Corpos castigados, corpos recuperados
Existem poucos filmes capazes de levar-nos a superar o papel de mero espectador e conceder-nos esse raro privilégio que é sentir-se parte daquela história que nos contam, sentir que os nossos olhos acompanham cada momento, que podemos desfrutar com cada sorriso ou sofrer com cada lágrima, sentir o aroma mais prazenteiro ou o fedor mais repugnante; e quando aparece uma obra assim estamos perante uma dádiva que não podemos recusar. Regarde Elle A Les Yeux Grand Ouverts é um desses filmes, cinema militante sem preconceitos, filma-o Yann Le Masson mas os créditos deixam bem claro que é um trabalho colectivo, e não podia ser de outra maneira porque o realizador sabiamente permanece espectador de experiências que, enquanto homem, jamais pode entender na sua plenitude, e como qualquer bom documentarista sabe que existem histórias que se contam apenas observando-as.

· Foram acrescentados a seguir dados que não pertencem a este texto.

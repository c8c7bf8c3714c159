//! `/admin/audit-logs`

use crate::client::{ApiRequest, ClientResult};
use crate::models::NewAuditLog;

/// Offset/limit window into the audit trail
#[derive(Debug, Clone, Copy, PartialEq, Eq)]
pub struct AuditQuery {
    pub limit: u32,
    pub offset: u64,
}

impl Default for AuditQuery {
    fn default() -> Self {
        Self {
            limit: 100,
            offset: 0,
        }
    }
}

pub fn audit_logs(query: AuditQuery) -> ApiRequest {
    ApiRequest::get("/admin/audit-logs")
        .query("limit", query.limit)
        .query("offset", query.offset)
}

pub fn create_audit_log(entry: &NewAuditLog) -> ClientResult<ApiRequest> {
    ApiRequest::post("/admin/audit-logs").json(entry)
}
//! Domain Models
//!
//! Entities as the client sees them. The backend owns the authoritative
//! copies; every list a page holds is replaced wholesale after a mutation.

mod account;
mod audit;
mod dashboard;
mod invoice;
mod journal;
mod party;
mod project;
mod user;

pub use account::{Account, AccountType, NewAccount};
pub use audit::{AuditLogEntry, AuditLogPage, NewAuditLog};
pub use dashboard::{Alert, CashFlowPoint, Insight, Kpis};
pub use invoice::{Invoice, InvoiceStatusUpdate, InvoiceType, LineItem, NewInvoice, PaymentRecord};
pub use journal::{JournalEntry, JournalLine, NewJournalEntry};
pub use party::{Customer, NewParty, Party, Vendor};
pub use project::{NewProject, Project, ProgressUpdate};
pub use user::{Credentials, NewUser, Registration, User, UserUpdate};

/// Backend entity identifier
pub type Id = i64;

/// Dates arrive either as `YYYY-MM-DD` or as full RFC 3339 timestamps
pub(crate) mod lenient_date {
    use chrono::{DateTime, NaiveDate};
    use serde::{Deserialize, Deserializer};

    pub fn parse(s: &str) -> Option<NaiveDate> {
        NaiveDate::parse_from_str(s, "%Y-%m-%d")
            .ok()
            .or_else(|| DateTime::parse_from_rfc3339(s).ok().map(|dt| dt.date_naive()))
            .or_else(|| s.get(..10).and_then(|d| NaiveDate::parse_from_str(d, "%Y-%m-%d").ok()))
    }

    pub fn deserialize<'de, D: Deserializer<'de>>(d: D) -> Result<NaiveDate, D::Error> {
        let s = String::deserialize(d)?;
        parse(&s).ok_or_else(|| serde::de::Error::custom(format!("invalid date: {}", s)))
    }

    pub mod option {
        use chrono::NaiveDate;
        use serde::{Deserialize, Deserializer};

        pub fn deserialize<'de, D: Deserializer<'de>>(d: D) -> Result<Option<NaiveDate>, D::Error> {
            match Option::<String>::deserialize(d)? {
                None => Ok(None),
                Some(s) if s.is_empty() => Ok(None),
                Some(s) => super::parse(&s)
                    .map(Some)
                    .ok_or_else(|| serde::de::Error::custom(format!("invalid date: {}", s))),
            }
        }
    }

}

Quando em 1975 foi promulgada em França a lei sobre a interrupção voluntária da gravidez, o MLAC d’Aix en Provence (Movimento pela Liberdade do Aborto e da Contracepção) já existia desde há dois anos, perante as carências médicas foi criado para terminar com a carnificina clandestina em que mulheres mais desfavorecidas economicamente eram as vítimas. Como movimento foi possível graças a todas as lutas feministas dos anos precedentes, donde se reivindicava o direito da mulher ao domínio do seu próprio corpo.
Na “Commune” de Aix as mulheres iam abortar e as mulheres praticavam abortos sem assistência médica directa, mulheres que sabiam que a única forma de recuperar esse ansiado “direito” ao próprio corpo era recuperando os conhecimentos que lhes tinham sido arrebatados por uma medicina e uma ciência sempre patriarcais.
O documentário acompanha estas mulheres no seu itinerário criminal, à margem da lei – finalmente julgadas por prática ilegal da medicina e por praticar um aborto a uma menor –, onde pouco a pouco vão propondo, não apenas uma rede de apoio necessária por contingências legais, mas também uma verdadeira alternativa à prática hospitalar, nesses dois casos limites e de importância extrema para qualquer mulher, o aborto e o parto. E se a interrupção voluntária da gravidez volta a ser sequestrada em países cujo “progresso moral” ninguém se atreve a questionar, o domínio do parto torna-se absoluto. Numa conversa colectiva uma das mulheres diz “É lógico que te queiram controlar o parto, porque se as mulheres se dão conta da força que têm dentro imaginam donde podemos chegar? Se temos essa força para parir temos a força necessária para tudo!”, e essa força há muito que lhes foi roubada, foi- lhes roubada para que triunfasse a civilização, somente sequestrando a força que produz vida poderiam triunfar as instituições da morte.
Infinidade de momentos de ternura, gestos que acompanham, vozes que sussurram, controlo e poder de uma mulher sobre o seu corpo com o apoio colectivo de outras mulheres, tudo isto destrói o carácter aterrador de um aborto dentro da sua banalidade cirúrgica. Tudo aquilo que a pressão social produz, dúvidas, temores, desaparece no momento colectivo, nenhum aborto deveria ser praticado num hospital, são centros de gestão da morte, ali não existe espaço para os afectos.
É possível que Yann Le Masson seja o único realizador que se pode orgulhar de ter realmente captado através de uma câmara esse momento singular (sublime para muitos, trágico para alguns) que é o nascimento de um pequeno ser-humano. As cenas finais que acompanham o parto de Nicole que dá à luz uma menina num ritual de celebração colectiva, onde o acto de parir recupera a sua função simbólica, sem preconceitos, transformam-se em momentos tangíveis: sofremos com cada alento e entusiasmamo-nos com cada sinal de vida. No entanto, se à morte não devemos nada, nascer no único dos mundos possíveis sim que tem um preço.